Burpees should be done at a pace of at least 12/minute. If this sounds like an aggressive pace, consider lowering the burpees to 40.
Double unders should take no longer than 1:20. You may lower the number of double unders or substitute single unders.
Your wall ball weight should be light enough to allow 30 reps to be completed in no more than 2 sets. Remember, you are probably only doing one set of wall balls in the 10 minutes.
Toe to bar should be done in no more than 3-4 sets. You may substitute hanging knee raises, V-ups, or sit ups.
Aug 4, 2023
Conditioning
Teams of 2
50 clean and jerks
100 burpees over the bar
50 clean and jerks
*Every 3:00, run 200 m*
30 min cap
Notes
The team workout will be done in teams of 2. You will work through 50 clean and jerks, 100 burpees over the bar and 50 clean and jerks, opwaat (one person working at a time) style. Every 3:00 you and your teammate will complete a 200 m run. This workout is capped at 30 minutes.
Your clean and jerk weight should be a moderate weight that allows you and your teammate to trade off every 1-3 reps.
Burpees should be completed at a pace of at least 10/minute. You may lower the reps of burpees to 80 if this pace sounds aggressive or substitute regular burpees.
Runs should be done in about 1:10 or less. Consider decreasing the run to 150 m if this pace sounds overly aggressive.
Aug 3, 2023
Strength
1 1/4 Front squat + front squat
Build to a moderate-heavy set of 3 reps on the 1 1/4 front squat.
Then take the same weight and perform 1-2 sets of 4-6 regular front squats with a 20×1 tempo
10 reps of active hang & shoulder flexion drills between sets.
Notes
Be sure to use control on the 1 1/4 front squat. Descend into the very bottom of your front squat, smoothly reverse direction without bouncing and ascend to a couple inches above parallel before descending to the bottom again. Then smoothly transition out of the bottom and stand all the way up to extension of the knees and hips.
Do not bounce out of the bottom at any point. Instead, lower with control and smoothly transition out of the bottom on each rep (and each 1/4 rep).
Once you have found your top weight on the 1 1/4 front squat you will use the same weight to perform 1-2 sets of 4-6 reps at a 20×1 tempo. You may use a little stretch reflex as you rebound out of the bottom on these.
In between sets of squats do the active hang drill and the shoulder flexion drill. If you have time you can perform both, or you can alternate which drill you do after each set of squats.
For the active hang drill perform 10 reps of :03 active hang and :02 passive hang.

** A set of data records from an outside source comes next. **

//! Hand-over to the archival stage.
//!
//! Only rotated files are complete: the writer closed and synced them before
//! renaming. The base file may still be growing and is never listed.

use std::fs;
use std::path::{Path, PathBuf};

use tracing::debug;

pub use crate::rotate::naming::{parse_rotated_name, RotatedName};
use crate::{Error, Result};

/// Rotated files of `base_path`, oldest first.
///
/// Order follows the wall clock stamp in each name, then the rollover counter.
/// The counter restarts with every writer, so it only breaks ties within one
/// second. If the system clock was stepped back between rotations (a Pi
/// without RTC syncing after boot), files are listed by their stamps and not
/// in the order they were written.
pub fn completed_logs(base_path: &Path) -> Result<Vec<PathBuf>> {
    let dir = match base_path.parent() {
        Some(parent) if !parent.as_os_str().is_empty() => parent,
        _ => Path::new("."),
    };

    let io_error = |source: std::io::Error| Error::Io {
        path: dir.to_path_buf(),
        source,
    };

    let mut logs: Vec<(RotatedName, PathBuf)> = Vec::new();
    for entry in fs::read_dir(dir).map_err(io_error)? {
        let entry = entry.map_err(io_error)?;
        let Some(name) = entry.file_name().to_str().and_then(|n| parse_rotated_name(base_path, n)) else {
            continue;
        };
        if entry.file_type().map_err(io_error)?.is_file() {
            logs.push((name, entry.path()));
        }
    }
    logs.sort();

    debug!(base = %base_path.display(), count = logs.len(), "listed completed logs");
    Ok(logs.into_iter().map(|(_, path)| path).collect())
}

For the shoulder flexion drill keep some posterior pelvic tilt engagement to prevent arching of the low back. Lower your chest towards the floor for 3 seconds, then relax up for 1 second. Perform 10 reps. You should feel a stretch in the thoracic spine and maybe the lats. If you feel pinching in the shoulders, try elevating or depressing the scaps or rotating the elbows down. If this does not fix anything you may sub a downward dog stretch instead.
Conditioning
AMRAP 5
5-10-15…
double DB step ups
calories
2:00 rest
For time, work your way down (7 minute cap)
Notes
Today’s metcon is two sets of step ups and calories: one is an AMRAP and the second set is for time. You will begin with a 5 minute AMRAP of an ascending ladder of double dumbbell step ups and calories. You will start with 5 of each movement then 10, then 15, and then continue adding 5 reps. You will then rest for 2:00. After the 2:00 rest you will work your way back down the ladder. For example, if you finished the round of 15, you will start with 15 step ups and proceed to 15 calories, then 10 and 10, and finally 5 and 5. If you completed a partial round, you will start at that round. For example, if you were in the round of 20 in the AMRAP, you will start the second piece with 20 step ups. The second piece is capped at 7 minutes.
Your dumbbell weight should be light enough to complete the round of 15 unbroken.
Calories should be done at a pace of at least 15/minute. If this sounds like an aggressive pace, consider changing the calories to 5-10-12-17-22… and so on.